### Action item
Repeat the records below line by line, exactly, finishing on the line that contains "its acknowledgement immediately.".
+++ Data for review
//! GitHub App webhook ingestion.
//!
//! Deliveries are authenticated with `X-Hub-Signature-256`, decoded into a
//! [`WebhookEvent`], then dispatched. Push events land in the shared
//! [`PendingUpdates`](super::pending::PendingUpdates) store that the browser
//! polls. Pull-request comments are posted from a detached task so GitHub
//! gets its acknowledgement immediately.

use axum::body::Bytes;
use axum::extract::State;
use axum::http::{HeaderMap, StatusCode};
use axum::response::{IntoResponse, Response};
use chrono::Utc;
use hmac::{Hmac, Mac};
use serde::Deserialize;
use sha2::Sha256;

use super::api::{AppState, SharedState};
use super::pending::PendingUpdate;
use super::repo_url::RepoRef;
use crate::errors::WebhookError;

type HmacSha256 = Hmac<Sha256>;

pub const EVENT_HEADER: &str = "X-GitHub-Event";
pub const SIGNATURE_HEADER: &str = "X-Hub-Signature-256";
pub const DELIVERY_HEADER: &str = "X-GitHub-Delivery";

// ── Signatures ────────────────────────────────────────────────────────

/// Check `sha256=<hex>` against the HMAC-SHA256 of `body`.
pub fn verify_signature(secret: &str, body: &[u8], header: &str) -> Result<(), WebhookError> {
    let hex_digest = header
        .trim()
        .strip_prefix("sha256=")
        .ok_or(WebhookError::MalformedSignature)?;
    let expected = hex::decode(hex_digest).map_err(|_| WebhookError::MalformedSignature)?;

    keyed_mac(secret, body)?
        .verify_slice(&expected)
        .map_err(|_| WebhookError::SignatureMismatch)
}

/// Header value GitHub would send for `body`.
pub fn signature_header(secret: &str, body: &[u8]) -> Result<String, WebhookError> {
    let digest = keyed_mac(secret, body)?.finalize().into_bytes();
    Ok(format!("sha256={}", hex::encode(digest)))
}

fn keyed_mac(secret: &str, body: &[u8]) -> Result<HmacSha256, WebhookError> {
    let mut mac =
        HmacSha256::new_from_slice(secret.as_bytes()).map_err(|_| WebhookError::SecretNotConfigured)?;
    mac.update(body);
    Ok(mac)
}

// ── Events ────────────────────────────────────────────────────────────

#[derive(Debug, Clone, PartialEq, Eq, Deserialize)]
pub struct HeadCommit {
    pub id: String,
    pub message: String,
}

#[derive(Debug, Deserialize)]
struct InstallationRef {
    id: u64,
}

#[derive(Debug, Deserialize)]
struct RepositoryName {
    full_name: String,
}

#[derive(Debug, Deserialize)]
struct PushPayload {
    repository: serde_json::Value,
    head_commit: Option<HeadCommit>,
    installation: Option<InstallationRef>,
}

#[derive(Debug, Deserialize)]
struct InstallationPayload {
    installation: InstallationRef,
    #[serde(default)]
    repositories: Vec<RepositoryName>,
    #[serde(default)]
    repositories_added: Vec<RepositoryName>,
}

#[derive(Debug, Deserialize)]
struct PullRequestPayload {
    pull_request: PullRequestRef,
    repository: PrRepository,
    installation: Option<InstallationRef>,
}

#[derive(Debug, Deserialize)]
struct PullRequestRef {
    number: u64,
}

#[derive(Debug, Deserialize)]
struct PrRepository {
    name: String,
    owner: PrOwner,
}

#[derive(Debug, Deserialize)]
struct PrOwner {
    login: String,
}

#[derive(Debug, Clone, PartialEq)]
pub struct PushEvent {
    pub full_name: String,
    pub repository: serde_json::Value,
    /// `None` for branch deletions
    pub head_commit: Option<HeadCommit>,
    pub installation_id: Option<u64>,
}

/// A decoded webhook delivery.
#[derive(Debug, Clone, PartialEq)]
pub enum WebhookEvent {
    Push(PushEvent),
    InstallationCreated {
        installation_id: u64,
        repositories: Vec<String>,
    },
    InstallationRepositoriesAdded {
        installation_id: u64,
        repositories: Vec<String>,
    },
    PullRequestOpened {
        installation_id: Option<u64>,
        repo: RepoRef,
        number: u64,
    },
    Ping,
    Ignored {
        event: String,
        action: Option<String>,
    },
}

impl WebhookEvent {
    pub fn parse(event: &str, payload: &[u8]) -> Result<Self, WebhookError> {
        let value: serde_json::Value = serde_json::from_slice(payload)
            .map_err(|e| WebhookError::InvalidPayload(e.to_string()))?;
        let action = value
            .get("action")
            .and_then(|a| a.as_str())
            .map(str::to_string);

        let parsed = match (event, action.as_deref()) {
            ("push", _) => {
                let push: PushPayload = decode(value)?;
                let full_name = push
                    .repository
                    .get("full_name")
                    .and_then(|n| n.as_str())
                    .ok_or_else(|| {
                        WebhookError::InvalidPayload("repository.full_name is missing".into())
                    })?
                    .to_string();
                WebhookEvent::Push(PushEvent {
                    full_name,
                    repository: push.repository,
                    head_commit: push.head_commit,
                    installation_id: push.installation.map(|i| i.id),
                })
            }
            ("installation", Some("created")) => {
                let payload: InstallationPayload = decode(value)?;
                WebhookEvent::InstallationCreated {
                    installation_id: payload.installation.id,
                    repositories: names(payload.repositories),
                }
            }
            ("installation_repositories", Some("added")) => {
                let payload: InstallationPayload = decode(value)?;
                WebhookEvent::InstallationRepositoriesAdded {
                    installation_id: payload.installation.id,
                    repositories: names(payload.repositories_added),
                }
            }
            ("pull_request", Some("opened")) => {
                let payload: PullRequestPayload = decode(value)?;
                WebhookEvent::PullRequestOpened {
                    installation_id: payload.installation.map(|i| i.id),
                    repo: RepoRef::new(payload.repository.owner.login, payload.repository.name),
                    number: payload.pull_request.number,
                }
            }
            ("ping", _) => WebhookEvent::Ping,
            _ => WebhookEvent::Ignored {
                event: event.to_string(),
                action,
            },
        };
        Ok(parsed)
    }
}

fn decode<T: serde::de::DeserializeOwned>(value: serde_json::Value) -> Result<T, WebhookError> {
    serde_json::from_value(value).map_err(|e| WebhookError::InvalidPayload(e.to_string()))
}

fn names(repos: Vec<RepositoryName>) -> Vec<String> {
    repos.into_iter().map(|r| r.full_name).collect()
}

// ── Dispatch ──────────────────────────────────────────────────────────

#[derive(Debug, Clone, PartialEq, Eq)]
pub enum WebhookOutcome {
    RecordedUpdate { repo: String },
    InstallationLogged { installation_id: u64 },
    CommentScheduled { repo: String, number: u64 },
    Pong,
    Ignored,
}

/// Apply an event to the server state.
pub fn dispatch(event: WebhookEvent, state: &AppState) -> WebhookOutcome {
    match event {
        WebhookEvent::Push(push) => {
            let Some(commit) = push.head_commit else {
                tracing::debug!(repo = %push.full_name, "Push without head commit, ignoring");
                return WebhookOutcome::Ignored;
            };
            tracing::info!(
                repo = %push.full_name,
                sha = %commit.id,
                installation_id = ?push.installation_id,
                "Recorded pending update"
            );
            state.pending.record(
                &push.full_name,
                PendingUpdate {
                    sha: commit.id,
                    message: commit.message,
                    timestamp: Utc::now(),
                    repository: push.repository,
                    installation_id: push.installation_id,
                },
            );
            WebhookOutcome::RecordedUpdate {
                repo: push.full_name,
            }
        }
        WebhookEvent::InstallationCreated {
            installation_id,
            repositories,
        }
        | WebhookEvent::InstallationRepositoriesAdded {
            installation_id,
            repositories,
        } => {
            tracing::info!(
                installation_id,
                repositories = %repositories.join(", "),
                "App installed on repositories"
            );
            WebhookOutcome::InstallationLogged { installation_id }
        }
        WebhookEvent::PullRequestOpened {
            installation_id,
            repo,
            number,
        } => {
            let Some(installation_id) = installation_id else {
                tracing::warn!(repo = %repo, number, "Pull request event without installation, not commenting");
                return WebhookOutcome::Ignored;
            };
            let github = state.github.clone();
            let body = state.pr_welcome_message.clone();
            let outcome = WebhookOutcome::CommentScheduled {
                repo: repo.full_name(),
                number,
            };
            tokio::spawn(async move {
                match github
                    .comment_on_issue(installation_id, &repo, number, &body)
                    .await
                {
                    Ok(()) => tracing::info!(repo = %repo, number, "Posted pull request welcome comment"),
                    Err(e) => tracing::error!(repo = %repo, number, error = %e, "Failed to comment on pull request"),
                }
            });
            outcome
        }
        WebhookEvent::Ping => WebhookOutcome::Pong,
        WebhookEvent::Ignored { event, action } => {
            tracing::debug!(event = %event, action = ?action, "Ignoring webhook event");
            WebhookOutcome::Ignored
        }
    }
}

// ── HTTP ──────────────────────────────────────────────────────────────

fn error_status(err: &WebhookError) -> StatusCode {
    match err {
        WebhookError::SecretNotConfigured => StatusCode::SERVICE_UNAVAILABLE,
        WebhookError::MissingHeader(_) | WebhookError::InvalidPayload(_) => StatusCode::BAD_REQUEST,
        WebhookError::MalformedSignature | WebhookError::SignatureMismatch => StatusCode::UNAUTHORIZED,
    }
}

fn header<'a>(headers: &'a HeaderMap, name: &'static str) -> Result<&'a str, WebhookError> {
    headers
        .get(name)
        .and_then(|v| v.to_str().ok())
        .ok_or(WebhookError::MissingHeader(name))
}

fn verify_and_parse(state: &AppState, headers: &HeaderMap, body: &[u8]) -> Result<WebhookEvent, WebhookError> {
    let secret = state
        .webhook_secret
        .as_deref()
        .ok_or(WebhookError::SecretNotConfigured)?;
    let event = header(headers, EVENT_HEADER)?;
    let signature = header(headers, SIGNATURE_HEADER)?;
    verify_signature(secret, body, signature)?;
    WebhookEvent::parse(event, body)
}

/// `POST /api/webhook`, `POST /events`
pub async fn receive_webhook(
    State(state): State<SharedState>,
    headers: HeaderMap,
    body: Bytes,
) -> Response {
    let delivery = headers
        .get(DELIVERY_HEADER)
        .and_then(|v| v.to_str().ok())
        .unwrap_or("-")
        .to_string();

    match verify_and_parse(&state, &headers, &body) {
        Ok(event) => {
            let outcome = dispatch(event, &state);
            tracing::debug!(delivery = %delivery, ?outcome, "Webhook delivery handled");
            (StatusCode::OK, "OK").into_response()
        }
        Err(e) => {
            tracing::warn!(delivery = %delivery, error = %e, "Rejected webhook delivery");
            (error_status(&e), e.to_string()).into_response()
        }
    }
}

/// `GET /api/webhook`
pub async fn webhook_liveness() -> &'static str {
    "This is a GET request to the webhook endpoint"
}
++++++
### Task result
//! GitHub App webhook ingestion.
//!
//! Deliveries are authenticated with `X-Hub-Signature-256`, decoded into a
//! [`WebhookEvent`], then dispatched. Push events land in the shared
//! [`PendingUpdates`](super::pending::PendingUpdates) store that the browser
//! polls. Pull-request comments are posted from a detached task so GitHub
//! gets its acknowledgement immediately.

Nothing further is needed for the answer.